Chapter 4 – Stepping-Stones
Louisa May Alcott2016年11月05日'Command+D' Bookmark this page
When Nat went into school on Monday morning, he quaked
inwardly, for now he thought he should have to display his
ignorance before them all. But Mr. Bhaer gave him a seat in the
deep window, where he could turn his back on the others, and
Franz heard him say his lessons there, so no one could hear his
blunders or see how he blotted his copybook. He was truly grateful
for this, and toiled away so diligently that Mr. Bhaer said, smiling,
when he saw his hot face and inky fingers:
"Don’t work so hard, my boy; you will tire yourself out, and there
is time enough."
"But I must work hard, or I can’t catch up with the others. They
know heaps, and I don’t know anything," said Nat, who had been
reduced to a state of despair by hearing the boys recite their
grammar, history, and geography with what he thought amazing
ease and accuracy.
"You know a good many things which they don’t," said Mr. Bhaer,
sitting down beside him, while Franz led a class of small students
through the intricacies of the multiplication table.

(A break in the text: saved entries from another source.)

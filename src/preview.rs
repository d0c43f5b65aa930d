// ============================================================================
// PREVIEW WINDOW
// ============================================================================
//
// Renders a gauge through the raster sink every frame and blits it into a
// `pixels` surface. Values arriving on the channel become the needle's target;
// the displayed value eases towards it.

use crate::config::{FaceGeometry, GaugeSpec, OutputFormat, RenderOptions};
use crate::compositor::GaugeOutput;
use crate::render::Renderer;
use crate::shape::ShapeVariant;
use crate::theme::RenderContext;
use pixels::{Pixels, SurfaceTexture};
use std::sync::mpsc::Receiver;
use std::time::{Duration, Instant};
use tracing::{debug, info};
use winit::dpi::LogicalSize;
use winit::event::{Event, WindowEvent};
use winit::event_loop::{ControlFlow, EventLoop};
use winit::window::WindowBuilder;

const TARGET_FPS: f64 = 60.0;
const EASING: f64 = 0.1;

/// Displayed value easing towards the last received one.
#[derive(Debug, Clone, Copy, PartialEq)]
pub struct AnimatedValue {
    pub current: f64,
    pub target: f64,
}

impl AnimatedValue {
    pub fn new(value: f64) -> Self {
        Self {
            current: value,
            target: value,
        }
    }

    pub fn set_target(&mut self, target: f64) {
        self.target = target;
    }

    pub fn update(&mut self) {
        self.current += (self.target - self.current) * EASING;
    }

    /// Takes the newest value waiting on the channel, then steps once.
    pub fn update_with(&mut self, receiver: &Receiver<f64>) {
        while let Ok(value) = receiver.try_recv() {
            self.set_target(value);
        }
        self.update();
    }
}

/// Opens a window showing the gauge until it is closed.
pub fn show(
    title: &str,
    renderer: Renderer,
    face: FaceGeometry,
    shape: ShapeVariant,
    spec: GaugeSpec,
    ctx: RenderContext,
    receiver: Option<Receiver<f64>>,
) -> Result<(), Box<dyn std::error::Error>> {
    let (width, height) = (face.bounds_width.round() as u32, face.bounds_height.round() as u32);
    let event_loop = EventLoop::new()?;
    let window = WindowBuilder::new()
        .with_title(title)
        .with_inner_size(LogicalSize::new(width as f64, height as f64))
        .with_resizable(true)
        .build(&event_loop)?;
    let window = std::sync::Arc::new(window);

    let size = window.inner_size();
    let mut fb_width = size.width.max(1);
    let mut fb_height = size.height.max(1);
    let surface_texture = SurfaceTexture::new(fb_width, fb_height, &window);
    let mut pixels = Pixels::new(fb_width, fb_height, surface_texture)?;

    let mut value = AnimatedValue::new(spec.value);
    let frame_duration = Duration::from_secs_f64(1.0 / TARGET_FPS);
    let mut last_frame = Instant::now();
    let window_clone = window.clone();
    info!(title, width = fb_width, height = fb_height, "preview window opened");

    event_loop.run(move |event, window_target| {
        window_target.set_control_flow(ControlFlow::Poll);
        match event {
            Event::WindowEvent { event, .. } => match event {
                WindowEvent::CloseRequested => {
                    window_target.exit();
                }
                WindowEvent::Resized(new_size) => {
                    fb_width = new_size.width.max(1);
                    fb_height = new_size.height.max(1);
                    let _ = pixels.resize_buffer(fb_width, fb_height);
                    let _ = pixels.resize_surface(fb_width, fb_height);
                }
                WindowEvent::RedrawRequested => {
                    match &receiver {
                        Some(receiver) => value.update_with(receiver),
                        None => value.update(),
                    }
                    let frame_spec = GaugeSpec {
                        value: value.current,
                        ..spec.clone()
                    };
                    let options = RenderOptions::builder()
                        .width(fb_width)
                        .height(fb_height)
                        .format(OutputFormat::Raster)
                        .build();
                    let out = renderer.render(&face, shape, &frame_spec, &options, &ctx);
                    if let GaugeOutput::Raster(image) = out.output {
                        let frame = pixels.frame_mut();
                        if frame.len() == image.as_raw().len() {
                            // the window has no alpha, so flatten onto white
                            for (dst, src) in frame.chunks_exact_mut(4).zip(image.as_raw().chunks_exact(4)) {
                                let a = src[3] as u32;
                                for (d, &s) in dst[..3].iter_mut().zip(&src[..3]) {
                                    *d = ((s as u32 * a + 255 * (255 - a)) / 255) as u8;
                                }
                                dst[3] = 0xff;
                            }
                        } else {
                            debug!("frame size changed mid-render, skipping blit");
                        }
                    }
                    let _ = pixels.render();
                }
                _ => {}
            },
            Event::AboutToWait => {
                if last_frame.elapsed() >= frame_duration {
                    window_clone.request_redraw();
                    last_frame = Instant::now();
                }
            }
            _ => {}
        }
    })?;

    Ok(())
}

#[cfg(test)]
mod tests {
    use super::*;
    use std::sync::mpsc;

    #[test]
    fn test_value_eases_towards_target() {
        let mut value = AnimatedValue::new(0.0);
        value.set_target(100.0);
        value.update();
        assert!((value.current - 10.0).abs() < 1e-12);
        for _ in 0..200 {
            value.update();
        }
        assert!((value.current - 100.0).abs() < 1e-6);
    }

    #[test]
    fn test_latest_channel_value_wins() {
        let (sender, receiver) = mpsc::channel();
        sender.send(20.0).unwrap();
        sender.send(80.0).unwrap();
        let mut value = AnimatedValue::new(0.0);
        value.update_with(&receiver);
        assert_eq!(value.target, 80.0);
    }
}
// ============================================================================
// ARCS
// ============================================================================

/// Parameters of an annular sector fill.
#[derive(Debug, Clone, Copy)]
pub struct ArcFill {
    pub center: Point,
    pub inner: f64,
    pub outer: f64,
    /// Clockwise from `begin` to `end`, mathematical radians.
    pub begin: f64,
    pub end: f64,
    pub color1: Color,
    pub color2: Color,
    /// Chord the gradient runs along; `None` fills with `color1`.
    pub gradient: Option<(Point, Point)>,
    /// Width in pixels of the fade at the angular edges.
    pub edge_softness: f64,
}

pub fn fill_arc(canvas: &mut Canvas, arc: &ArcFill) {
    let extent = (arc.begin - arc.end).clamp(0.0, TAU);
    if extent <= 0.0 || arc.outer <= arc.inner {
        return;
    }
    let full = extent >= TAU - 1e-9;
    let softness = arc.edge_softness.max(1.0);
    let (x0, y0, x1, y1) = canvas.bounds_around(arc.center, arc.outer);
    for y in y0..=y1 {
        for x in x0..=x1 {
            let p = Point::new(x as f64 + 0.5, y as f64 + 0.5);
            let dist = p.distance(arc.center);
            let radial = (arc.outer + 0.5 - dist).clamp(0.0, 1.0)
                * (dist - arc.inner + 0.5).clamp(0.0, 1.0);
            if radial <= 0.0 {
                continue;
            }
            let angle = normalize_radian((arc.center.y - p.y).atan2(p.x - arc.center.x));
            let from_begin = normalize_radian(arc.begin - angle);
            let angular = if full {
                1.0
            } else if angle_in_sweep(angle, arc.begin, extent) {
                let edge = from_begin.min(extent - from_begin) * dist;
                ((edge + 0.5) / softness).clamp(0.0, 1.0)
            } else {
                0.0
            };
            if angular <= 0.0 {
                continue;
            }
            let color = match arc.gradient {
                Some((a, b)) => arc.color1.lerp(arc.color2, gradient_t(a, b, p, from_begin / extent)),
                None => arc.color1,
            };
            canvas.blend_pixel(x, y, color, radial * angular);
        }
    }
}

"Do I?" and Nat looked utterly incredulous.
"Yes; for one thing, you can keep your temper, and Jack, who is
quick at numbers, cannot; that is an excellent lesson, and I think
you have learned it well. Then, you can play the violin, and not
one of the lads can, though they want to do it very much. But, best
of all, Nat, you really care to learn something, and that is half the
battle. It seems hard at first, and you will feel discouraged, but
plod away, and things will get easier and easier as you go on."
Nat’s face had brightened more and more as he listened, for, small
as the list of his learning was, it cheered him immensely to feel
that he had anything to fall back upon. "Yes, I can keep my temper
father’s beating taught me that; and I can fiddle, though I don’t
know where the Bay of Biscay is," he thought, with a sense of
comfort impossible to express. Then he said aloud, and so
earnestly that Demi heard him:
"I do want to learn, and I will try. I never went to school, but I
couldn’t help it; and if the fellows don’t laugh at me, I guess I’ll get
on first rate you and the lady are so good to me."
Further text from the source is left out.